A restriction on alcohol sales in Broome because of rioting and violence was instigated by police from 5 pm to 9 pm on the night of November 27.
Take-away outlets were only allowed to sell one carton of mid or low strength beer per person and taxi drive-throughs were banned.
The restrictions were lifted at 9 am the following day, meaning liquor stores could resume trading at midday. The ban was prompted by ongoing violence between feuding families.
Broome is normally exempt from the tight liquor restrictions in place in the rest of Kimberley. Many of Broome’s bottle-shops closed down completely, including one connected to the Roebuck Hotel.
Hotel spokesman Mike Windle said: “When you’ve been in the game as long as I have, it’s just another example of how the majority have got to suffer at the hands of the minority. Simple as that.”

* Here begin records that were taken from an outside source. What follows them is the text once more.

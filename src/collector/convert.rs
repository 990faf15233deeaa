//! Conversion of envelopes into labeled samples.

use super::CollectorError;
use crate::envelope::{Envelope, Message};
use crate::metrics::{DebugRegistry, Labels, MetricKey};

use base64::engine::general_purpose::STANDARD;
use base64::Engine;
use std::collections::HashMap;

const MODIFIED_TAGS: &str = "modified_tags";
const INVALID_METRIC_LABEL: &str = "invalid_metric_label";

/// What to do with a converted sample when it is stored.
#[derive(Clone, Copy, Debug, PartialEq)]
pub(super) enum Sample {
    Counter(f64),
    Gauge(f64),
    /// A timer duration in seconds, observed into a histogram.
    Timer(f64),
}

#[derive(Debug)]
pub(super) struct Converted {
    pub key: MetricKey,
    pub name: String,
    pub labels: Labels,
    pub sample: Sample,
}

pub(super) struct Converter<'a> {
    pub default_tags: &'a HashMap<String, String>,
    pub registry: &'a DebugRegistry,
}

impl Converter<'_> {
    pub fn convert(&self, envelope: &Envelope) -> Result<Vec<Converted>, CollectorError> {
        let message = match &envelope.message {
            Some(message) => message,
            None => return Ok(Vec::new()),
        };

        match message {
            Message::Counter(counter) => {
                let name = self.sanitize_name(&counter.name, &envelope.source_id);
                let labels = self.labels(envelope)?;

                Ok(vec![converted(
                    name,
                    &counter.name,
                    labels,
                    Sample::Counter(counter.total as f64),
                )?])
            }
            Message::Gauge(gauge) => {
                let base = self.labels(envelope)?;

                gauge
                    .metrics
                    .iter()
                    .map(|(original, value)| {
                        let name = self.sanitize_name(original, &envelope.source_id);
                        let mut labels = base.clone();

                        if !value.unit.is_empty() {
                            insert_unique(&mut labels, "unit".to_string(), value.unit.clone())?;
                        }

                        converted(name, original, labels, Sample::Gauge(value.value))
                    })
                    .collect()
            }
            Message::Timer(timer) => {
                let name =
                    self.sanitize_name(&format!("{}_seconds", timer.name), &envelope.source_id);
                let labels = self.labels(envelope)?;

                Ok(vec![converted(
                    name,
                    &timer.name,
                    labels,
                    Sample::Timer(timer.duration_secs()),
                )?])
            }
        }
    }

    /// Derives the label set shared by every metric in the envelope.
    fn labels(&self, envelope: &Envelope) -> Result<Labels, CollectorError> {
        let source_id = envelope.source_id.as_str();

        let mut tags: HashMap<&str, &str> = envelope
            .tags
            .iter()
            .map(|(k, v)| (k.as_str(), v.as_str()))
            .collect();

        for (k, v) in self.default_tags {
            tags.entry(k.as_str()).or_insert(v.as_str());
        }

        let mut labels = Labels::new();

        for (name, value) in tags {
            if name.starts_with("__") || value.is_empty() {
                self.count(INVALID_METRIC_LABEL, source_id);
                continue;
            }

            let sanitized = sanitize(name, |c| c.is_ascii_alphanumeric() || c == '_');
            if sanitized != name {
                self.count(MODIFIED_TAGS, source_id);
            }

            insert_unique(&mut labels, sanitized, value.to_string())?;
        }

        if !envelope.tags.contains_key("source_id") {
            insert_unique(&mut labels, "source_id".to_string(), envelope.source_id.clone())?;
        }

        if !envelope.tags.contains_key("instance_id") && !envelope.instance_id.is_empty() {
            insert_unique(
                &mut labels,
                "instance_id".to_string(),
                envelope.instance_id.clone(),
            )?;
        }

        Ok(labels)
    }

    fn sanitize_name(&self, name: &str, source_id: &str) -> String {
        let sanitized = sanitize(name, |c| c.is_ascii_alphanumeric() || c == '_' || c == ':');
        if sanitized != name {
            self.count(MODIFIED_TAGS, source_id);
        }
        sanitized
    }

    fn count(&self, name: &str, source_id: &str) {
        let help =
            format!("Total number of {name} for the originating source id from the envelope");
        self.registry
            .increment(name, &help, &[("originating_source_id", source_id)]);
    }
}

/// Adds `loggregator_name`, validates the result and derives the identity.
///
/// The identity covers every label except a gauge's `unit`.
fn converted(
    name: String,
    original: &str,
    mut labels: Labels,
    sample: Sample,
) -> Result<Converted, CollectorError> {
    if !valid_name(&name) {
        return Err(CollectorError::InvalidName(name));
    }

    insert_unique(&mut labels, "loggregator_name".to_string(), STANDARD.encode(original))?;

    if let Some(label) = labels.keys().find(|label| !valid_name(label)) {
        return Err(CollectorError::InvalidLabel {
            name,
            label: label.clone(),
        });
    }

    let key = match sample {
        Sample::Gauge(_) => MetricKey::new(&name, labels.iter().filter(|(k, _)| *k != "unit")),
        _ => MetricKey::new(&name, labels.iter()),
    };

    Ok(Converted {
        key,
        name,
        labels,
        sample,
    })
}

fn insert_unique(labels: &mut Labels, name: String, value: String) -> Result<(), CollectorError> {
    if labels.contains_key(&name) {
        return Err(CollectorError::DuplicateLabel(name));
    }
    labels.insert(name, value);
    Ok(())
}

fn sanitize(value: &str, valid: impl Fn(char) -> bool) -> String {
    value
        .chars()
        .map(|c| if valid(c) { c } else { '_' })
        .collect()
}

// names may not be empty or start with a digit
fn valid_name(name: &str) -> bool {
    name.chars().next().is_some_and(|c| !c.is_ascii_digit())
}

However, Kathy Wilson, a director of the Marnabulanjun Aboriginal Corporation in Broome said that alcohol abuse is causing problems for the whole community: “Sometimes I can see kids young as 9, 10 walking the streets, drunk as 60 cats, stoned out of their eyes and I don’t know where their parents are.”
Newly legislated Alcohol Protection Orders (APO) will ban people in the NT who are charged with committing a serious offence while drunk, from possessing or drinking alcohol or entering licensed premises for three to 12 months.
The NT Chief Minister Adam Giles was reported by the Geelong Advertiser (28/11/13): “There’s a simple way of avoiding these restrictions … don’t drink and then bash your wife, don’t drink and then punch someone at the pub, don’t drink and then drive home.”
70% of domestic violence incidents in the Territory are the result of alcohol abuse. It will be up to police to stop banned people entering licensed venues and buying alcohol, and licensees may be provided with photos and names of those banned so they don’t unknowingly serve them. The move is supported by the Australian Hotels Association.
“I don’t think this puts the onus on staff,” AHA NT senior vice-president Mick Burns said. “It targets the problem, it doesn’t target 99 out of 100 people that do the right thing and go out and enjoy a drink and don’t do the sort of things we read about on the front page of the paper.”
Critics of the legislation say it will criminalise alcoholism and disadvantage Aboriginal people, and say that it’s more cumbersome than the previous Labor government’s Banned Drinkers Register, which created a centralised system for bottle shops and licensed premises to scan patron IDs and refuse service to those banned.
The NTG considers personal responsibility in alcohol consumption ahead of liberal alcohol supply and protecting an industry which self-regulates.
However, the ABC reported (Michael Coggan, Lateline 29.11.13) that Dr Lee Nixon, “who played a key role in establishing the Northern Territory Government’s new mandatory alcohol rehabilitation program has quit in protest at the way the program has been run, as well as the treatment of Aboriginal drinkers”.
According to the report Dr Nixon says he hopes his decision to speak out will prompt the Government to rethink its reluctance to stem the flow of alcohol in the Territory.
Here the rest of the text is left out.